## DIRECTIONS:
Copy each of the following entries back without change.

## MATERIAL SUPPLIED:
=== Section Start ===
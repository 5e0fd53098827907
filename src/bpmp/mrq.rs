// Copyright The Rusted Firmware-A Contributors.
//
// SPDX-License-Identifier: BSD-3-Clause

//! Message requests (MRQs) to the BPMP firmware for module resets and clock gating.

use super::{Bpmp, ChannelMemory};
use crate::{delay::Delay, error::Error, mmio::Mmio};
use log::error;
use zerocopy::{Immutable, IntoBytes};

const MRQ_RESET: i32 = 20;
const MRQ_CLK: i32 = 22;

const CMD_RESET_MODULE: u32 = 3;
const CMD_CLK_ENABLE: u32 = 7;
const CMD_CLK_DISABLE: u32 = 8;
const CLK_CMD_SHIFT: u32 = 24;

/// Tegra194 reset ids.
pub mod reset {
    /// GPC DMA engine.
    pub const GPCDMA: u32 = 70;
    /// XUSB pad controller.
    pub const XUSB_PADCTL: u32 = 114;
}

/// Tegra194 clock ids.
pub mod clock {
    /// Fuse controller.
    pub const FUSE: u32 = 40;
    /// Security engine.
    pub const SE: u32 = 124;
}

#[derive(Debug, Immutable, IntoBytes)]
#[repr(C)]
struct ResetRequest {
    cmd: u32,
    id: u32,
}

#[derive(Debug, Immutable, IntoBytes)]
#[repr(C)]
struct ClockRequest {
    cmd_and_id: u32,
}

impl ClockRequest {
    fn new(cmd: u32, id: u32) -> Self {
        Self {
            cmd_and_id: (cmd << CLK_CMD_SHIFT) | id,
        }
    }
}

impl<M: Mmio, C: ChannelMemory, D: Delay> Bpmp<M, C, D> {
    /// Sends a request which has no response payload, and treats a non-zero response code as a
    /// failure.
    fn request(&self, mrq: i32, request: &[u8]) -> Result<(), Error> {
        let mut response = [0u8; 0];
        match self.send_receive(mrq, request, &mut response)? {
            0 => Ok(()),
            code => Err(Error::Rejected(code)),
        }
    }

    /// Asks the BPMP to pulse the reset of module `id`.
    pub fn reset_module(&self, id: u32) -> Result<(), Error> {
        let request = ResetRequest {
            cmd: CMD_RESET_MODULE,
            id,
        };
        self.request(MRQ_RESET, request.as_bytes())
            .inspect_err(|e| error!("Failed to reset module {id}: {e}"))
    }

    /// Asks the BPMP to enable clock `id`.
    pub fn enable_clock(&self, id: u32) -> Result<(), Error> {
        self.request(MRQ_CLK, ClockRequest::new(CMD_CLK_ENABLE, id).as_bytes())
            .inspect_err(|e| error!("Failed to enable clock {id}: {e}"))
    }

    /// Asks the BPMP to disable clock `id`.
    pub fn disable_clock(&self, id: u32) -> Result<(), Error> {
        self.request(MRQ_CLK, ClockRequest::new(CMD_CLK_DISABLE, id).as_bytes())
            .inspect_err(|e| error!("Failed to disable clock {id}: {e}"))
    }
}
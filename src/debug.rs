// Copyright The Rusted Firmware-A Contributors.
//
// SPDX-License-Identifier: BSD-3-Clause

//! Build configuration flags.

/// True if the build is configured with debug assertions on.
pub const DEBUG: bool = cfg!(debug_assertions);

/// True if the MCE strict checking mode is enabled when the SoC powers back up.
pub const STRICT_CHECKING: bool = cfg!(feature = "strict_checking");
=== Section End ===
## TASK OUTPUT:
repository 5e0fd53098827907
filename src/bpmp/mrq.rs
// Copyright The Rusted Firmware-A Contributors.
//
// SPDX-License-Identifier: BSD-3-Clause

//! Message requests (MRQs) to the BPMP firmware for module resets and clock gating.

use super::{Bpmp, ChannelMemory};
use crate::{delay::Delay, error::Error, mmio::Mmio};
use log::error;
use zerocopy::{Immutable, IntoBytes};

const MRQ_RESET: i32 = 20;
const MRQ_CLK: i32 = 22;

const CMD_RESET_MODULE: u32 = 3;
const CMD_CLK_ENABLE: u32 = 7;
const CMD_CLK_DISABLE: u32 = 8;
const CLK_CMD_SHIFT: u32 = 24;

/// Tegra194 reset ids.
pub mod reset {
    /// GPC DMA engine.
    pub const GPCDMA: u32 = 70;
    /// XUSB pad controller.
    pub const XUSB_PADCTL: u32 = 114;
}

/// Tegra194 clock ids.
pub mod clock {
    /// Fuse controller.
    pub const FUSE: u32 = 40;
    /// Security engine.
    pub const SE: u32 = 124;
}

#[derive(Debug, Immutable, IntoBytes)]
#[repr(C)]
struct ResetRequest {
    cmd: u32,
    id: u32,
}

#[derive(Debug, Immutable, IntoBytes)]
#[repr(C)]
struct ClockRequest {
    cmd_and_id: u32,
}

impl ClockRequest {
    fn new(cmd: u32, id: u32) -> Self {
        Self {
            cmd_and_id: (cmd << CLK_CMD_SHIFT) | id,
        }
    }
}

impl<M: Mmio, C: ChannelMemory, D: Delay> Bpmp<M, C, D> {
    /// Sends a request which has no response payload, and treats a non-zero response code as a
    /// failure.
    fn request(&self, mrq: i32, request: &[u8]) -> Result<(), Error> {
        let mut response = [0u8; 0];
        match self.send_receive(mrq, request, &mut response)? {
            0 => Ok(()),
            code => Err(Error::Rejected(code)),
        }
    }

    /// Asks the BPMP to pulse the reset of module `id`.
    pub fn reset_module(&self, id: u32) -> Result<(), Error> {
        let request = ResetRequest {
            cmd: CMD_RESET_MODULE,
            id,
        };
        self.request(MRQ_RESET, request.as_bytes())
            .inspect_err(|e| error!("Failed to reset module {id}: {e}"))
    }

    /// Asks the BPMP to enable clock `id`.
    pub fn enable_clock(&self, id: u32) -> Result<(), Error> {
        self.request(MRQ_CLK, ClockRequest::new(CMD_CLK_ENABLE, id).as_bytes())
            .inspect_err(|e| error!("Failed to enable clock {id}: {e}"))
    }

    /// Asks the BPMP to disable clock `id`.
    pub fn disable_clock(&self, id: u32) -> Result<(), Error> {
        self.request(MRQ_CLK, ClockRequest::new(CMD_CLK_DISABLE, id).as_bytes())
            .inspect_err(|e| error!("Failed to disable clock {id}: {e}"))
    }
}
filename src/debug.rs
// Copyright The Rusted Firmware-A Contributors.
//
// SPDX-License-Identifier: BSD-3-Clause

//! Build configuration flags.

/// True if the build is configured with debug assertions on.
pub const DEBUG: bool = cfg!(debug_assertions);

/// True if the MCE strict checking mode is enabled when the SoC powers back up.
pub const STRICT_CHECKING: bool = cfg!(feature = "strict_checking");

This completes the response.